[Stored items]
----

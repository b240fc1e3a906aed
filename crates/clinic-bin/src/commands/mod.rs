// SPDX-License-Identifier: PolyForm-Noncommercial-1.0.0
// Copyright (c) 2025 Sylvex. All rights reserved.

//! CLI command implementations.

mod run;
mod validate;
mod version;

pub use run::run;
pub use validate::validate;
pub use version::version;

use crate::cli::{Cli, Commands};
use crate::error::BinResult;

/// Executes the appropriate command based on CLI arguments.
pub async fn execute(cli: Cli) -> BinResult<()> {
    match cli.effective_command() {
        Commands::Run(args) => run::run(&cli, args).await,
        Commands::Validate(args) => validate::validate(&cli, args),
        Commands::Version => version::version(&cli),
    }
}
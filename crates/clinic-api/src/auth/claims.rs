// SPDX-License-Identifier: PolyForm-Noncommercial-1.0.0
// Copyright (c) 2025 Sylvex. All rights reserved.

//! JWT claims structure.

use chrono::{DateTime, Utc};
use serde::{Deserialize, Serialize};

use clinic_core::{Identity, Role, UserId};

/// Claims carried by an issued token: `{id, role, exp, iat}`.
#[derive(Debug, Clone, PartialEq, Eq, Serialize, Deserialize)]
pub struct Claims {
    /// Subject id.
    pub id: u64,
    /// Role name.
    pub role: Role,
    /// Expiration time (Unix timestamp, seconds).
    pub exp: i64,
    /// Issued at time (Unix timestamp, seconds).
    pub iat: i64,
}

impl Claims {
    /// Creates claims for `identity`, issued at `now`.
    pub fn new(identity: &Identity, now: i64, expires_in_secs: i64) -> Self {
        Self {
            id: identity.subject.get(),
            role: identity.role,
            exp: now + expires_in_secs,
            iat: now,
        }
    }

    /// The identity these claims describe.
    pub fn identity(&self) -> Identity {
        Identity::new(UserId::new(self.id), self.role)
    }

    /// Returns the expiration time as a DateTime.
    pub fn expires_at(&self) -> Option<DateTime<Utc>> {
        DateTime::from_timestamp(self.exp, 0)
    }
}

#[cfg(test)]
mod tests {
    use super::*;

    #[test]
    fn test_wire_shape() {
        let identity = Identity::new(7u64, Role::Doctor);
        let claims = Claims::new(&identity, 1_000, 86_400);

        let json = serde_json::to_value(&claims).unwrap();
        assert_eq!(
            json,
            serde_json::json!({ "id": 7, "role": "doctor", "exp": 87_400, "iat": 1_000 })
        );
        assert_eq!(claims.identity(), identity);
    }
}
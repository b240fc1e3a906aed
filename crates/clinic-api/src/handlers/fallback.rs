// SPDX-License-Identifier: PolyForm-Noncommercial-1.0.0
// Copyright (c) 2025 Sylvex. All rights reserved.

//! Responses for requests no route handles, and for middleware failures.
//!
//! Keeps the `{"error": ...}` body on every path out of the router.

use tower::{timeout::error::Elapsed, BoxError};

use crate::error::ApiError;

/// Unknown path.
pub async fn route_not_found() -> ApiError {
    ApiError::not_found("Route not found")
}

/// Known path, unsupported method.
pub async fn method_not_allowed() -> ApiError {
    ApiError::bad_request("Method not allowed")
}

/// Converts an error raised by the outer middleware stack.
pub async fn middleware_error(err: BoxError) -> ApiError {
    if err.is::<Elapsed>() {
        ApiError::Timeout
    } else {
        ApiError::internal(format!("Unhandled middleware error: {}", err))
    }
}
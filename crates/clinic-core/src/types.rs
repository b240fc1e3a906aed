// SPDX-License-Identifier: PolyForm-Noncommercial-1.0.0
// Copyright (c) 2025 Sylvex. All rights reserved.

//! Identifier newtypes and closed enumerations shared across the domain.

use std::fmt;

use serde::{Deserialize, Serialize};

// =============================================================================
// Identifiers
// =============================================================================

macro_rules! entity_id {
    ($(#[$meta:meta])* $name:ident) => {
        $(#[$meta])*
        #[derive(Debug, Clone, Copy, PartialEq, Eq, PartialOrd, Ord, Hash, Serialize, Deserialize)]
        #[serde(transparent)]
        pub struct $name(u64);

        impl $name {
            /// Wraps a raw id.
            pub const fn new(id: u64) -> Self {
                Self(id)
            }

            /// Returns the raw id.
            pub const fn get(self) -> u64 {
                self.0
            }
        }

        impl From<u64> for $name {
            fn from(id: u64) -> Self {
                Self(id)
            }
        }

        impl From<$name> for u64 {
            fn from(id: $name) -> u64 {
                id.0
            }
        }

        impl fmt::Display for $name {
            fn fmt(&self, f: &mut fmt::Formatter<'_>) -> fmt::Result {
                write!(f, "{}", self.0)
            }
        }
    };
}

entity_id!(
    /// User account id. Also the subject of an issued token.
    UserId
);
entity_id!(
    /// Patient id.
    PatientId
);
entity_id!(
    /// Doctor id.
    DoctorId
);
entity_id!(
    /// Appointment id.
    AppointmentId
);
entity_id!(
    /// Medical record id.
    MedicalRecordId
);
entity_id!(
    /// Prescription id.
    PrescriptionId
);
entity_id!(
    /// Bill id.
    BillId
);
entity_id!(
    /// Room id.
    RoomId
);

// =============================================================================
// Role
// =============================================================================

/// The closed set of account roles.
///
/// Every identity carries exactly one role.
#[derive(Debug, Clone, Copy, PartialEq, Eq, Hash, Serialize, Deserialize)]
#[serde(rename_all = "lowercase")]
pub enum Role {
    /// Clinic administrator.
    Admin,
    /// Physician. Doctor accounts share their id with the doctor record.
    Doctor,
    /// Front desk staff.
    Receptionist,
    /// Patient self-service account.
    Patient,
}

impl Role {
    /// All roles, in table order.
    pub const ALL: [Role; 4] = [Role::Admin, Role::Doctor, Role::Receptionist, Role::Patient];

    /// Returns the role name as a string.
    pub fn as_str(&self) -> &'static str {
        match self {
            Role::Admin => "admin",
            Role::Doctor => "doctor",
            Role::Receptionist => "receptionist",
            Role::Patient => "patient",
        }
    }

    /// Parses a role from a string, ignoring ASCII case.
    pub fn parse(s: &str) -> Option<Self> {
        Role::ALL
            .into_iter()
            .find(|role| role.as_str().eq_ignore_ascii_case(s.trim()))
    }
}

impl fmt::Display for Role {
    fn fmt(&self, f: &mut fmt::Formatter<'_>) -> fmt::Result {
        write!(f, "{}", self.as_str())
    }
}

// =============================================================================
// Statuses
// =============================================================================

/// Occupancy status of a room.
#[derive(Debug, Clone, Copy, PartialEq, Eq, Hash, Serialize, Deserialize)]
pub enum RoomStatus {
    /// Free for assignment.
    Available,
    /// Hosting exactly one patient.
    Occupied,
    /// Out of service.
    Maintenance,
}

impl RoomStatus {
    /// Returns the status name as a string.
    pub fn as_str(&self) -> &'static str {
        match self {
            RoomStatus::Available => "Available",
            RoomStatus::Occupied => "Occupied",
            RoomStatus::Maintenance => "Maintenance",
        }
    }
}

impl fmt::Display for RoomStatus {
    fn fmt(&self, f: &mut fmt::Formatter<'_>) -> fmt::Result {
        write!(f, "{}", self.as_str())
    }
}

/// Lifecycle status of an appointment.
#[derive(Debug, Clone, Copy, Default, PartialEq, Eq, Hash, Serialize, Deserialize)]
pub enum AppointmentStatus {
    /// Booked and pending.
    #[default]
    Scheduled,
    /// Took place.
    Completed,
    /// Called off.
    Cancelled,
}

/// Payment status of a bill.
#[derive(Debug, Clone, Copy, Default, PartialEq, Eq, Hash, Serialize, Deserialize)]
pub enum BillStatus {
    /// Settled.
    Paid,
    /// Outstanding.
    #[default]
    Unpaid,
}

// =============================================================================
// Tests
// =============================================================================
// SPDX-License-Identifier: PolyForm-Noncommercial-1.0.0
// Copyright (c) 2025 Sylvex. All rights reserved.

//! Entry point for the `clinic` server.

use clinic_bin::{
    cli::Cli,
    commands,
    error::report_error_and_exit,
    logging::init_logging,
};

#[tokio::main]
async fn main() {
    let cli = Cli::parse_args();
    init_logging(cli.effective_log_level(), cli.log_format);

    if let Err(e) = commands::execute(cli).await {
        report_error_and_exit(e);
    }
}
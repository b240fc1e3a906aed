// SPDX-License-Identifier: PolyForm-Noncommercial-1.0.0
// Copyright (c) 2025 Sylvex. All rights reserved.

//! Password hashing with Argon2.
//!
//! Hashes are stored as PHC strings (`$argon2id$v=19$...`), so salt and
//! parameters travel with the hash.

use argon2::{
    password_hash::{rand_core::OsRng, PasswordHash, PasswordHasher, PasswordVerifier, SaltString},
    Argon2,
};

use crate::error::{ApiError, ApiResult};

/// A well-formed hash with default parameters that no account owns.
const DUMMY_HASH: &str =
    "$argon2id$v=19$m=19456,t=2,p=1$c2FsdHNhbHRzYWx0$AAAAAAAAAAAAAAAAAAAAAAAAAAAAAAAAAAAAAAAAAAA";

/// Hashes a password with a fresh random salt.
pub fn hash_password(password: &str) -> ApiResult<String> {
    let salt = SaltString::generate(&mut OsRng);
    Argon2::default()
        .hash_password(password.as_bytes(), &salt)
        .map(|hash| hash.to_string())
        .map_err(|e| ApiError::internal(format!("Failed to hash password: {}", e)))
}

/// Checks a password against a stored PHC hash.
///
/// An unparsable stored hash counts as a mismatch.
pub fn verify_password(password: &str, stored_hash: &str) -> bool {
    match PasswordHash::new(stored_hash) {
        Ok(parsed) => Argon2::default()
            .verify_password(password.as_bytes(), &parsed)
            .is_ok(),
        Err(e) => {
            tracing::warn!(error = %e, "Stored password hash is malformed");
            false
        }
    }
}

/// Checks a password against an account's hash, or burns one verification
/// when there is no account so both outcomes cost the same.
pub fn verify_password_or_dummy(password: &str, stored_hash: Option<&str>) -> bool {
    match stored_hash {
        Some(hash) => verify_password(password, hash),
        None => {
            let _ = verify_password(password, DUMMY_HASH);
            false
        }
    }
}
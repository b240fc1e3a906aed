// SPDX-License-Identifier: PolyForm-Noncommercial-1.0.0
// Copyright (c) 2025 Sylvex. All rights reserved.

//! # Entity Handler Integration Tests
//!
//! Create/read/update/delete flows, list filters and the shared error shapes:
//! 404 `"<Entity> not found"`, 400 for malformed ids and bodies.

use clinic_core::{BillStatus, Collection};
use clinic_tests::prelude::*;

// =============================================================================
// Error Shapes
// =============================================================================

#[tokio::test]
async fn test_crud_unknown_ids_are_404() {
    let app = TestApp::new();
    let token = app.admin_token();

    let cases = [
        ("/api/doctors/999", "Doctor not found"),
        ("/api/patients/999", "Patient not found"),
        ("/api/appointments/999", "Appointment not found"),
        ("/api/medical-records/999", "Medical record not found"),
        ("/api/prescriptions/999", "Prescription not found"),
        ("/api/bills/999", "Bill not found"),
        ("/api/rooms/999", "Room not found"),
    ];

    for (uri, message) in cases {
        app.get(uri, &token)
            .await
            .assert_error(StatusCode::NOT_FOUND, message);
        app.delete(uri, &token)
            .await
            .assert_error(StatusCode::NOT_FOUND, message);
    }
}

#[tokio::test]
async fn test_crud_non_numeric_id_is_400() {
    let app = TestApp::new();
    let token = app.admin_token();

    for uri in ["/api/patients/abc", "/api/bills/-1", "/api/rooms/1.5"] {
        app.get(uri, &token)
            .await
            .assert_error(StatusCode::BAD_REQUEST, "Invalid ID");
    }
}

#[tokio::test]
async fn test_crud_unmatched_requests_keep_error_body() {
    let app = TestApp::new();
    let token = app.admin_token();

    app.get("/api/wards", &token)
        .await
        .assert_error(StatusCode::NOT_FOUND, "Route not found");
    app.put("/api/doctors", &token, json!({}))
        .await
        .assert_error(StatusCode::BAD_REQUEST, "Method not allowed");
}

#[tokio::test]
async fn test_crud_malformed_body_is_400() {
    let app = TestApp::new();

    let response = app
        .post("/api/patients", &app.admin_token(), json!({ "name": "Ada", "age": "old" }))
        .await;
    response.assert_status(StatusCode::BAD_REQUEST);
    assert!(response.error_message().unwrap().starts_with("Invalid JSON"));
}

// =============================================================================
// Patients
// =============================================================================

#[tokio::test]
async fn test_crud_patient_lifecycle() {
    let app = TestApp::new();
    let token = app.receptionist_token();

    let created = app
        .post(
            "/api/patients",
            &token,
            json!({ "name": "Ada", "age": 36, "gender": "female", "phone": "555-0101" }),
        )
        .await;
    created.assert_status(StatusCode::CREATED);
    let uri = format!("/api/patients/{}", created.id());

    let updated = app
        .put(
            &uri,
            &token,
            json!({ "name": "Ada Lovelace", "age": 37, "gender": "female", "phone": "555-0101" }),
        )
        .await;
    updated.assert_status(StatusCode::OK);
    assert_eq!(updated.body["name"], "Ada Lovelace");
    assert_eq!(updated.body["age"], 37);

    let fetched = app.get(&uri, &token).await;
    assert_eq!(fetched.body["name"], "Ada Lovelace");

    app.delete(&uri, &token)
        .await
        .assert_error(StatusCode::FORBIDDEN, "Insufficient permissions");

    let deleted = app.delete(&uri, &app.admin_token()).await;
    deleted.assert_status(StatusCode::OK);
    assert_eq!(deleted.body, json!({ "message": "Patient deleted successfully" }));

    app.get(&uri, &token)
        .await
        .assert_error(StatusCode::NOT_FOUND, "Patient not found");
}

#[tokio::test]
async fn test_crud_patient_requires_name() {
    let app = TestApp::new();

    app.post("/api/patients", &app.admin_token(), json!({ "name": "  " }))
        .await
        .assert_error(StatusCode::BAD_REQUEST, "name is required");
}

// =============================================================================
// Doctors
// =============================================================================

#[tokio::test]
async fn test_crud_doctor_filter_by_specialization() {
    let app = TestApp::new();
    app.seed_doctor("House", "Diagnostics").await;
    let wilson = app.seed_doctor("Wilson", "Oncology").await;
    let cuddy = app.seed_doctor("Cuddy", "Oncology").await;

    let response = app
        .get("/api/doctors?specialization=Oncology", &app.patient_token())
        .await;
    response.assert_status(StatusCode::OK);
    assert_eq!(
        field_values(response.items(), "id"),
        vec![cuddy.id.get(), wilson.id.get()]
    );
}

// =============================================================================
// Appointments
// =============================================================================

#[tokio::test]
async fn test_crud_appointment_requires_existing_patient() {
    let app = TestApp::new();
    let doctor = app.seed_doctor("House", "Diagnostics").await;

    app.post(
        "/api/appointments",
        &app.receptionist_token(),
        json!({ "patientId": 404, "doctorId": doctor.id, "date": today() }),
    )
    .await
    .assert_error(StatusCode::BAD_REQUEST, "Patient not found");

    assert_eq!(app.state.store.appointments.count_all().await.unwrap(), 0);
}

#[tokio::test]
async fn test_crud_appointment_status_update() {
    let app = TestApp::new();
    let patient = app.seed_patient("Ada").await;
    let doctor = app.seed_doctor("House", "Diagnostics").await;
    let token = app.receptionist_token();

    let created = app
        .post(
            "/api/appointments",
            &token,
            json!({ "patientId": patient.id, "doctorId": doctor.id, "date": today(), "time": "10:00" }),
        )
        .await;
    created.assert_status(StatusCode::CREATED);
    assert_eq!(created.body["status"], "Scheduled");

    let uri = format!("/api/appointments/{}", created.id());
    let updated = app
        .put(
            &uri,
            &app.doctor_token(doctor.id.get()),
            json!({
                "patientId": patient.id,
                "doctorId": doctor.id,
                "date": today(),
                "time": "10:00",
                "status": "Completed"
            }),
        )
        .await;
    updated.assert_status(StatusCode::OK);
    assert_eq!(updated.body["status"], "Completed");

    let filtered = app.get("/api/appointments?status=Completed", &token).await;
    assert_eq!(filtered.items().len(), 1);
}

// =============================================================================
// Medical Records and Prescriptions
// =============================================================================

#[tokio::test]
async fn test_crud_clinical_entries_check_references() {
    let app = TestApp::new();
    let patient = app.seed_patient("Ada").await;
    let token = app.admin_token();

    app.post(
        "/api/medical-records",
        &token,
        json!({ "patientId": patient.id, "doctorId": 77, "diagnosis": "Flu" }),
    )
    .await
    .assert_error(StatusCode::BAD_REQUEST, "Doctor not found");

    app.post(
        "/api/prescriptions",
        &token,
        json!({ "patientId": 88, "doctorId": 77, "medicineName": "Rest" }),
    )
    .await
    .assert_error(StatusCode::BAD_REQUEST, "Patient not found");
}

#[tokio::test]
async fn test_crud_prescriptions_filter_by_patient() {
    let app = TestApp::new();
    let ada = app.seed_patient("Ada").await;
    let grace = app.seed_patient("Grace").await;
    let doctor = app.seed_doctor("House", "Diagnostics").await;
    let token = app.doctor_token(doctor.id.get());

    for (patient, medicine) in [(&ada, "Aspirin"), (&grace, "Ibuprofen"), (&ada, "Rest")] {
        app.post(
            "/api/prescriptions",
            &token,
            json!({
                "patientId": patient.id,
                "doctorId": doctor.id,
                "medicineName": medicine,
                "dosage": "1/day"
            }),
        )
        .await
        .assert_status(StatusCode::CREATED);
    }

    let response = app
        .get(&format!("/api/prescriptions?patientId={}", ada.id), &token)
        .await;
    response.assert_status(StatusCode::OK);
    assert_eq!(response.items().len(), 2);
    assert!(response
        .items()
        .iter()
        .all(|item| item["patientId"] == json!(ada.id)));
}

// =============================================================================
// Bills
// =============================================================================

#[tokio::test]
async fn test_crud_bill_paid_stamps_payment_date() {
    let app = TestApp::new();
    let patient = app.seed_patient("Ada").await;
    let token = app.receptionist_token();

    let created = app
        .post(
            "/api/bills",
            &token,
            json!({ "patientId": patient.id, "amount": 150.0, "description": "Checkup" }),
        )
        .await;
    created.assert_status(StatusCode::CREATED);
    assert_eq!(created.body["status"], "Unpaid");
    assert!(created.body["paymentDate"].is_null());

    let updated = app
        .put(
            &format!("/api/bills/{}", created.id()),
            &token,
            json!({ "patientId": patient.id, "amount": 150.0, "status": "Paid" }),
        )
        .await;
    updated.assert_status(StatusCode::OK);
    assert!(updated.body["paymentDate"].is_string());
}

#[tokio::test]
async fn test_crud_bill_rejects_negative_amount() {
    let app = TestApp::new();
    let patient = app.seed_patient("Ada").await;

    app.post(
        "/api/bills",
        &app.admin_token(),
        json!({ "patientId": patient.id, "amount": -5.0 }),
    )
    .await
    .assert_error(StatusCode::BAD_REQUEST, "amount must be a non-negative number");
}

#[tokio::test]
async fn test_crud_bills_filter_by_status() {
    let app = TestApp::new();
    let patient = app.seed_patient("Ada").await;
    app.seed_bill(&patient, 10.0, BillStatus::Paid).await;
    app.seed_bill(&patient, 20.0, BillStatus::Unpaid).await;
    app.seed_bill(&patient, 30.0, BillStatus::Unpaid).await;

    let response = app
        .get("/api/bills?status=Unpaid", &app.admin_token())
        .await;
    assert_eq!(response.items().len(), 2);
}

// =============================================================================
// Rooms
// =============================================================================

#[tokio::test]
async fn test_crud_rooms_filter_and_order() {
    let app = TestApp::new();
    let token = app.admin_token();

    for (number, kind) in [("B2", "ICU"), ("A1", "General"), ("A3", "ICU")] {
        app.post("/api/rooms", &token, json!({ "roomNumber": number, "type": kind }))
            .await
            .assert_status(StatusCode::CREATED);
    }

    let response = app.get("/api/rooms?type=ICU", &token).await;
    let numbers: Vec<_> = response
        .items()
        .iter()
        .map(|room| room["roomNumber"].as_str().unwrap().to_string())
        .collect();
    assert_eq!(numbers, vec!["A3", "B2"]);

    let response = app.get("/api/rooms?status=Available", &token).await;
    assert_eq!(response.items().len(), 3);
}
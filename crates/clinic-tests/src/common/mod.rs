// SPDX-License-Identifier: PolyForm-Noncommercial-1.0.0
// Copyright (c) 2025 Sylvex. All rights reserved.

//! # Common Test Utilities
//!
//! - `fixtures`: Seed data and token minting
//! - `assertions`: Response assertion helpers
//! - `harness`: In-process application under test

pub mod assertions;
pub mod fixtures;
pub mod harness;

pub use assertions::*;
pub use fixtures::*;
pub use harness::*;

use std::sync::Once;
use tracing_subscriber::EnvFilter;

static INIT: Once = Once::new();

/// Initialize test logging. Call this at the start of each test.
pub fn init_test_logging() {
    INIT.call_once(|| {
        let _ = tracing_subscriber::fmt()
            .with_env_filter(
                EnvFilter::try_from_default_env()
                    .unwrap_or_else(|_| EnvFilter::new("warn,clinic_core=debug,clinic_api=debug")),
            )
            .with_test_writer()
            .try_init();
    });
}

----

EXERCISE DESCRIPTION: Go through the entries above and count the lines containing "grace". Give the number only.

SOLUTION: 2